DISSERTATION RESEARCH: The Evolutionary Genomics of Facultative Social Behavior in a Tropical Sweat Bee
University Of California-Los Angeles, Los Angeles CA
Investigators
Abstract
ABSTRACT PI Nonacs CoPI Wayne Proposal #IOS-0808256 THE EVOLUTIONARY GENOMICS OF FACULTATIVE SOCIAL BEHAVIOR IN A TROPICAL SWEAT BEE Evolutionary explanations for altruism have been sought since the time of Darwin, and are still not agreed upon by many researchers. Cooperation is most extreme within social insect colonies, in which one or a few members (queens) reproduce, and most colony members (workers) forego reproduction to specialize in other tasks. One explanation for social evolution is based on the similarities between social insect worker behavior and maternal reproductive traits. The worker caste may have originated in a solitary ancestor when a mutant female exhibited maternal behavior prior to dispersal. This would have resulted in sibling-directed, instead of offspring-directed care. If this theory is correct, genes active throughout the reproductive cycle of solitary ancestors should be differentially regulated in workers and queens of social descendants. An ideal test of this hypothesis requires knowledge of gene expression patterns in representatives of the social and ancestral solitary state. Fortunately an analogous condition exists in Megalopta genalis bees, where both social and solitary individuals are found simultaneously within the same population. To analyze differential gene expression, a custom microarray, (a slide containing probes corresponding to approximately 5,000 genes expressed in the M. genalis brain) will be created.

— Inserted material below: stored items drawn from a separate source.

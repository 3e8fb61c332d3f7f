// Dotlanth
// Copyright (C) 2025 Synerthink

// This program is free software: you can redistribute it and/or modify
// it under the terms of the GNU Affero General Public License as published by
// the Free Software Foundation, either version 3 of the License, or
// (at your option) any later version.

// This program is distributed in the hope that it will be useful,
// but WITHOUT ANY WARRANTY; without even the implied warranty of
// MERCHANTABILITY or FITNESS FOR A PARTICULAR PURPOSE.  See the
// GNU Affero General Public License for more details.

// You should have received a copy of the GNU Affero General Public License
// along with this program.  If not, see <http://www.gnu.org/licenses/>.

//! Training jobs and the dependency DAG between them

use crate::emit::ArtifactSpec;
use crate::revision::{RevisionResult, RevisionStatus};
use crate::semantic::{Analysis, DependorGraph, LearningSpec};
use std::collections::BTreeSet;
use std::sync::Arc;
use tracing::debug;

/// One learner awaiting training
#[derive(Debug, Clone)]
pub struct TrainingJob {
    pub name: String,
    /// Declaration order; earlier declarations win when breaking cycles
    pub order: usize,
    pub spec: Arc<LearningSpec>,
    /// Artifact to write once training has finished
    pub artifact: ArtifactSpec,
    /// Jobs that must finish before this one starts
    pub dependencies: BTreeSet<String>,
}

/// Whether a learner must be retrained this run
///
/// A learner without a data source has nothing new to learn from, so only an edit
/// of its own definition retrains it.
pub fn needs_training(spec: &LearningSpec, status: RevisionStatus) -> bool {
    match spec.parser {
        Some(_) => status != RevisionStatus::Unaffected,
        None => status == RevisionStatus::Revised,
    }
}

/// Select the learners to train and link them into a DAG
pub fn plan_jobs(analysis: &Analysis, revision: &RevisionResult) -> Vec<TrainingJob> {
    let mut jobs: Vec<TrainingJob> = analysis
        .learning
        .values()
        .filter(|spec| !revision.is_protected(&spec.name) && needs_training(spec, revision.status(&spec.name)))
        .filter_map(|spec| {
            let generator = analysis.generator(&spec.name)?;
            let fingerprint = revision.fingerprints.get(&spec.name)?.clone();
            Some(TrainingJob {
                name: spec.name.clone(),
                order: generator.order,
                spec: Arc::new(spec.clone()),
                artifact: ArtifactSpec::new(generator, analysis.invoked.invokees(&spec.name), fingerprint),
                dependencies: BTreeSet::new(),
            })
        })
        .collect();

    link_jobs(&mut jobs, &analysis.dependor);
    jobs
}

/// Fill in each job's dependencies from pairwise reachability over the dependor graph
///
/// When two jobs reach each other the later-declared one depends on the earlier one,
/// never the other way around. Jobs come back in declaration order.
pub fn link_jobs(jobs: &mut [TrainingJob], graph: &DependorGraph) {
    jobs.sort_by(|a, b| b.order.cmp(&a.order));

    for i in 0..jobs.len() {
        for j in (i + 1)..jobs.len() {
            // jobs[i] was declared after jobs[j]
            let later_needs_earlier = graph.depends_on(&jobs[i].name, &jobs[j].name);
            let earlier_needs_later = graph.depends_on(&jobs[j].name, &jobs[i].name);

            if later_needs_earlier {
                let earlier = jobs[j].name.clone();
                jobs[i].dependencies.insert(earlier);
            } else if earlier_needs_later {
                let later = jobs[i].name.clone();
                jobs[j].dependencies.insert(later);
            }
        }
    }

    jobs.sort_by_key(|job| job.order);
    for job in jobs.iter() {
        debug!(name = %job.name, dependencies = ?job.dependencies, "training job planned");
    }
}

Because sociality in M. genalis is flexible and aseasonal, this proposal represents a better controlled and more informative study than is possible in any species studied to date. The results will highlight evolutionary pressures consistently important to the origin of eusociality, and have a transformative role in understanding how the social environment affects reproductive behavior. Broader impacts of the work: The new large-scale genomic resource created within this proposal will be publicly available, and useful to other researchers from many scientific disciplines. The proposed laboratory work will provide training in cutting edge molecular techniques to undergraduate students through an ongoing UCLA program aimed at increasing minority participation in scientific research.